No ground other than challenging the sustenance of addition of Rs.33,77,730/- on merits was pressed by the ld. AR. Thus, all other grounds, including challenging the initiation of re-assessment, are dismissed as not pressed.
Coming to the merits of the case, the facts are that the assessee sold a property situated at Maliwara, Chandni Chowk, Delhi admeasuring 293.15 sq. mtr. for a consideration of Rs.29.25 lac. On perusal of the Sale deed, the AO observed that stamp value was Rs.1.14 crore, whereas capital gain was computed with reference to the amount of sale consideration. Invoking the provisions of section 50C, the AO opined that the long-term capital gain ought to have been computed by taking the sale consideration at Rs.1.14 crore and not Rs.29.25 lac, being the sale consideration declared in the sale deed. On being called upon to explain the reasons for not considering circle rate as full value of consideration in terms of section 50C of the Act, the assessee submitted that the entire building was let out and in occupation of tenants. The ld. AR put forth that, applying rent capitalization method, the value of the property comes at Rs.7,34,750/-. Since the actual sale consideration of Rs.29.25 lac was 2
more than this, the capital gain was stated to have been computed accordingly. The AO referred the matter of valuation of this property to the DVO, who determined its fair market value at Rs.65,55,600/-. The AO adopted this figure as the full value of consideration and worked out the amount of long-term capital gain at Rs.33,77,730/- by reducing cost of acquisition amounting to Rs.31,77,870/- from the fair market value as per DVO’s report at Rs.65,55,600/-. The assessee remained unsuccessful before the ld. first appellate authority. That is how, the appeal is before me.

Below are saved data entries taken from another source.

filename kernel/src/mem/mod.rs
pub mod fault;
pub mod frame_allocator;
pub mod frame_table;
pub mod mmap;
pub mod page;
pub mod page_replacement;
pub mod spt;
pub mod swap;
pub mod user;

use bitbybit::bitfield;
use core::ptr::NonNull;
use kidneyos_shared::mem::PAGE_FRAME_SIZE;

#[bitfield(u8, default = 0)]
pub struct AllocFlags {
    /// Fill the frame with zeroes before handing it out.
    #[bit(0, rw)]
    zero: bool,
    /// The frame will back a user page.
    #[bit(1, rw)]
    user: bool,
}

/// One physical page frame, as seen from the kernel.
#[derive(Debug, Clone, Copy, PartialEq, Eq)]
pub struct PhysFrame {
    /// Physical frame number, as stored in a page table entry.
    pub number: usize,
    /// Where the kernel can reach the frame's bytes.
    pub kaddr: NonNull<u8>,
}

// SAFETY: A PhysFrame is only a name for memory owned by the frame allocator;
// access to the bytes is synchronized by whoever holds the frame.
unsafe impl Send for PhysFrame {}

impl PhysFrame {
    /// # Safety
    ///
    /// The frame must be allocated, and nobody may write to it for `'a`.
    pub unsafe fn as_slice<'a>(self) -> &'a [u8] {
        core::slice::from_raw_parts(self.kaddr.as_ptr(), PAGE_FRAME_SIZE)
    }

    /// # Safety
    ///
    /// The frame must be allocated, and the caller must be its only user for `'a`.
    pub unsafe fn as_mut_slice<'a>(self) -> &'a mut [u8] {
        core::slice::from_raw_parts_mut(self.kaddr.as_ptr(), PAGE_FRAME_SIZE)
    }
}

/// The physical page allocator the VM draws user frames from.
pub trait FrameAllocator: Send {
    /// Allocate one frame, or `None` when physical memory is exhausted.
    fn alloc(&mut self, flags: AllocFlags) -> Option<PhysFrame>;

    /// Return a frame obtained from [`FrameAllocator::alloc`].
    fn dealloc(&mut self, frame: PhysFrame);

    /// Look up an allocated frame by its physical frame number.
    fn frame(&self, number: usize) -> Option<PhysFrame>;
}
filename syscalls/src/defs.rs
// syscall constants and types
// These are in a separate file so that both the kernel code and userspace libc can include/use them.

/// Handle returned by `mmap`, passed back to `munmap`.
pub type MapId = i32;

/// `mmap` result when the mapping could not be created.
pub const MAP_FAILED: MapId = -1;
/// `munmap` argument that removes every mapping of the calling process.
pub const MUNMAP_ALL: MapId = -1;

/// Exit status of a process killed for touching memory it does not own.
pub const EXIT_FAULT: i32 = -1;

pub const EIO: isize = 5;
pub const EBADF: isize = 9;
pub const ENOMEM: isize = 12;
pub const EFAULT: isize = 14;
pub const EEXIST: isize = 17;
pub const EINVAL: isize = 22;
pub const ENOSPC: isize = 28;
pub const ERANGE: isize = 34;
pub const EILSEQ: isize = 84;

pub const SYS_MMAP: usize = 0x5a;
pub const SYS_MUNMAP: usize = 0x5b;
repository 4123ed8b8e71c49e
use std::{env, fs};

fn main() {
    let crate_dir = env::var("CARGO_MANIFEST_DIR")
        .expect("CARGO_MANIFEST_DIR was not defined, we need this to define C headers");

    println!("cargo::rerun-if-changed=bindgen.toml");
    println!("cargo::rerun-if-changed=src");

    let config = cbindgen::Config::from_file(format!("{crate_dir}/bindgen.toml"))
        .expect("Failed to read bindgen.toml (the bindgen config)");

    fs::create_dir_all(format!("{crate_dir}/include")).ok();

    cbindgen::Builder::new()
        .with_config(config)
        .with_crate(&crate_dir)
        .generate()
        .expect("Unable to generate bindings")
        .write_to_file(format!("{crate_dir}/include/kidneyos.h"));
}
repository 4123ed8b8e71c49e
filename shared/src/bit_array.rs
use alloc::{boxed::Box, vec};

const WORD_BITS: usize = u64::BITS as usize;

/// A fixed-length bitmap, used for slot allocation.
#[derive(Clone, Debug)]
pub struct BitArray {
    words: Box<[u64]>,
    len: usize,
}

impl BitArray {
    /// A bitmap of `len` bits, all clear.
    pub fn new(len: usize) -> Self {
        Self {
            words: vec![0; len.div_ceil(WORD_BITS)].into_boxed_slice(),
            len,
        }
    }

    pub const fn len(&self) -> usize {
        self.len
    }

    pub const fn is_empty(&self) -> bool {
        self.len == 0
    }

    pub fn get(&self, idx: usize) -> bool {
        assert!(idx < self.len, "bit {idx} out of range ({})", self.len);
        self.words[idx / WORD_BITS] >> (idx % WORD_BITS) & 1 != 0
    }

    pub fn set(&mut self, idx: usize, value: bool) {
        assert!(idx < self.len, "bit {idx} out of range ({})", self.len);
        let mask = 1 << (idx % WORD_BITS);
        if value {
            self.words[idx / WORD_BITS] |= mask;
        } else {
            self.words[idx / WORD_BITS] &= !mask;
        }
    }

    /// Index of the lowest clear bit.
    pub fn first_clear(&self) -> Option<usize> {
        self.words
            .iter()
            .enumerate()
            .find(|(_, word)| **word != u64::MAX)
            .map(|(i, word)| i * WORD_BITS + word.trailing_ones() as usize)
            .filter(|idx| *idx < self.len)
    }

    /// Number of set bits.
    pub fn count_ones(&self) -> usize {
        self.words.iter().map(|word| word.count_ones() as usize).sum()
    }
}

#[cfg(test)]
mod tests {
    use super::*;

    #[test]
    fn set_and_clear() {
        let mut bits = BitArray::new(70);
        assert_eq!(bits.first_clear(), Some(0));
        bits.set(0, true);
        bits.set(65, true);
        assert!(bits.get(0));
        assert!(bits.get(65));
        assert!(!bits.get(64));
        assert_eq!(bits.count_ones(), 2);
        bits.set(0, false);
        assert_eq!(bits.first_clear(), Some(0));
        assert_eq!(bits.count_ones(), 1);
    }

    #[test]
    fn full_bitmap_has_no_clear_bit() {
        let mut bits = BitArray::new(3);
        for i in 0..3 {
            assert_eq!(bits.first_clear(), Some(i));
            bits.set(i, true);
        }
        assert_eq!(bits.first_clear(), None);
    }

    #[test]
    fn skips_full_words() {
        let mut bits = BitArray::new(130);
        for i in 0..64 {
            bits.set(i, true);
        }
        bits.set(64, true);
        assert_eq!(bits.first_clear(), Some(65));
    }
}
use super::{frame_table::FrameId, swap::SwapSlot};
use crate::fs::{with_file_lock, File};
use alloc::sync::Arc;
use kidneyos_shared::{
    eprintln,
    mem::{is_page_aligned, PAGE_FRAME_SIZE},
};

/// Where a file-backed page's bytes come from.
#[derive(Debug, Clone)]
pub struct FileSpan {
    pub file: Arc<dyn File>,
    pub offset: u64,
    /// Bytes read from `file` at `offset`.
    pub read_bytes: usize,
    /// Bytes zeroed after those. `read_bytes + zero_bytes` is one page.
    pub zero_bytes: usize,
    /// Dirty pages are written back to the file (mmap). Private pages are
    /// swapped instead once written.
    pub shared: bool,
}

impl FileSpan {
    /// Write the file part of `page`, resident at `vaddr`, back at its offset.
    /// Returns whether all of it was written; failures are logged.
    pub(crate) fn write_back(&self, vaddr: usize, page: &[u8]) -> bool {
        match with_file_lock(|| self.file.write_at(&page[..self.read_bytes], self.offset)) {
            Ok(n) if n == self.read_bytes => true,
            Ok(n) => {
                eprintln!(
                    "vm: short write-back of {vaddr:#x}: {n} of {} bytes",
                    self.read_bytes
                );
                false
            }
            Err(e) => {
                eprintln!("vm: write-back of {vaddr:#x} failed: {e}");
                false
            }
        }
    }
}

#[derive(Debug, Clone)]
pub enum PageKind {
    /// Zero-filled on first touch. Holds its swap slot while evicted.
    Anonymous { swap_slot: Option<SwapSlot> },
    FileBacked(FileSpan),
    /// Never loadable; any access kills the process.
    Error,
}

/// Supplemental page table entry: one page of one address space.
#[derive(Debug, Clone)]
pub struct VirtualPageEntry {
    vaddr: usize,
    kind: PageKind,
    writable: bool,
    frame: Option<FrameId>,
}

impl VirtualPageEntry {
    fn new(vaddr: usize, kind: PageKind, writable: bool) -> Self {
        assert!(is_page_aligned(vaddr), "page entry at unaligned {vaddr:#x}");
        Self {
            vaddr,
            kind,
            writable,
            frame: None,
        }
    }

    pub fn anonymous(vaddr: usize, writable: bool) -> Self {
        Self::new(vaddr, PageKind::Anonymous { swap_slot: None }, writable)
    }

    pub fn file_backed(vaddr: usize, span: FileSpan, writable: bool) -> Self {
        assert_eq!(span.read_bytes + span.zero_bytes, PAGE_FRAME_SIZE);
        Self::new(vaddr, PageKind::FileBacked(span), writable)
    }

    pub fn error(vaddr: usize) -> Self {
        Self::new(vaddr, PageKind::Error, false)
    }

    pub fn vaddr(&self) -> usize {
        self.vaddr
    }

    pub fn kind(&self) -> &PageKind {
        &self.kind
    }

    pub fn writable(&self) -> bool {
        self.writable
    }

    pub fn frame(&self) -> Option<FrameId> {
        self.frame
    }

    pub fn is_loaded(&self) -> bool {
        self.frame.is_some()
    }

    pub fn swap_slot(&self) -> Option<SwapSlot> {
        match self.kind {
            PageKind::Anonymous { swap_slot } => swap_slot,
            _ => None,
        }
    }

    /// Bind the entry to `frame`. Any swap slot was consumed by the page-in.
    pub(crate) fn set_resident(&mut self, frame: FrameId) {
        assert!(
            !matches!(self.kind, PageKind::Error),
            "error page {:#x} made resident",
            self.vaddr
        );
        if let PageKind::Anonymous { swap_slot } = &mut self.kind {
            *swap_slot = None;
        }
        self.frame = Some(frame);
    }

    /// Unbind the entry from its frame. `slot` is where an anonymous page's
    /// bytes went; a private file page with a slot turns anonymous.
    pub(crate) fn set_evicted(&mut self, slot: Option<SwapSlot>) {
        self.frame = None;
        match (&self.kind, slot) {
            (PageKind::Error, _) => unreachable!("error pages are never resident"),
            (PageKind::FileBacked(_), None) => {}
            (_, swap_slot) => self.kind = PageKind::Anonymous { swap_slot },
        }
    }
}

#[cfg(test)]
mod tests {
    use super::*;
    use crate::fs::memfile::MemFile;

    #[test]
    fn evicted_private_page_turns_anonymous() {
        let span = FileSpan {
            file: MemFile::new(vec![1; 10]),
            offset: 0,
            read_bytes: 10,
            zero_bytes: PAGE_FRAME_SIZE - 10,
            shared: false,
        };
        let mut entry = VirtualPageEntry::file_backed(0x0804_8000, span, true);
        assert!(!entry.is_loaded());

        entry.set_resident(FrameId(3));
        assert!(entry.is_loaded());

        let mut swap = crate::mem::swap::SwapSpace::format(
            alloc::boxed::Box::new(crate::mem::swap::RamDisk::new(16)),
            0..16,
        )
        .unwrap();
        let slot = swap.swap_out(&[0; PAGE_FRAME_SIZE]);
        entry.set_evicted(Some(slot));

        assert!(!entry.is_loaded());
        assert!(matches!(entry.kind(), PageKind::Anonymous { .. }));
        assert_eq!(entry.swap_slot(), Some(slot));

        entry.set_resident(FrameId(0));
        assert_eq!(entry.swap_slot(), None);
    }

    #[test]
    fn write_back_reports_short_and_failed_writes() {
        let file = MemFile::new(vec![0; 16]);
        let mut page = vec![0; PAGE_FRAME_SIZE];
        page[..16].copy_from_slice(b"0123456789abcdef");

        let span = |offset, read_bytes| FileSpan {
            file: file.clone(),
            offset,
            read_bytes,
            zero_bytes: PAGE_FRAME_SIZE - read_bytes,
            shared: true,
        };

        assert!(span(0, 16).write_back(0x0805_0000, &page));
        assert_eq!(file.contents(), b"0123456789abcdef");

        // Only 6 bytes fit before the end of the file.
        assert!(!span(10, 16).write_back(0x0805_0000, &page));
        assert_eq!(file.contents(), b"0123456789012345");

        file.close();
        assert!(!span(0, 16).write_back(0x0805_0000, &page));
    }

    #[test]
    #[should_panic(expected = "unaligned")]
    fn unaligned_entry_panics() {
        VirtualPageEntry::anonymous(0x0804_8010, true);
    }
}
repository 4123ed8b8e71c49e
pub mod process;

After considering the rival submissions and perusing the relevant material on record, it is observed that the DVO has determined the value of the property by applying the Land and building method and Cost reproduction method. In the absence of any sale instances available, the DVO took up circle rate for determining the `Cost of land’ and allowed rebate of 40% for old tenancy. Value of the `Building’ was determined at Rs.8,66,800/- by considering cost of construction. It is undisputed that the entire property was let out to tenants and the same was sold as such fully encumbered. Under such circumstances, the DVO cannot be considered 3
Land and building method for determining the value of land and allowing a rebate of 40%. The Delhi Bench of the Tribunal vide its order dated 27.3.2015 in Mahesh Chand Jain vs. ITO (ITA No.203/Del/2012), has held in the context of section 50C that the fair market value in the case of let out properties should be computed by rent capitalization method. The Tribunal was pleased to restore the matter to the file of AO for re-determining the value of rented property on the basis of rent capitalization method. In reaching this conclusion, the Division Bench relied on the judgment of the Hon’ble jurisdictional High Court in the case of CIT vs. New India Construction Company (1980) 123 ITR 68 (Del). In the absence of any distinguishing feature having been brought to my notice and respectfully following the precedent, I set aside the impugned order and remit the matter to the file of AO for redetermining the amount of capital gain by taking into consideration the valuation of land as per the rent capitalization method, if the same turns out to be less than the full value of consideration realized. Needless to say, the assessee will be allowed a reasonable opportunity of being heard.
In the result, the appeal is partly allowed for statistical purposes.
The order pronounced in the open court on 26.09.2016.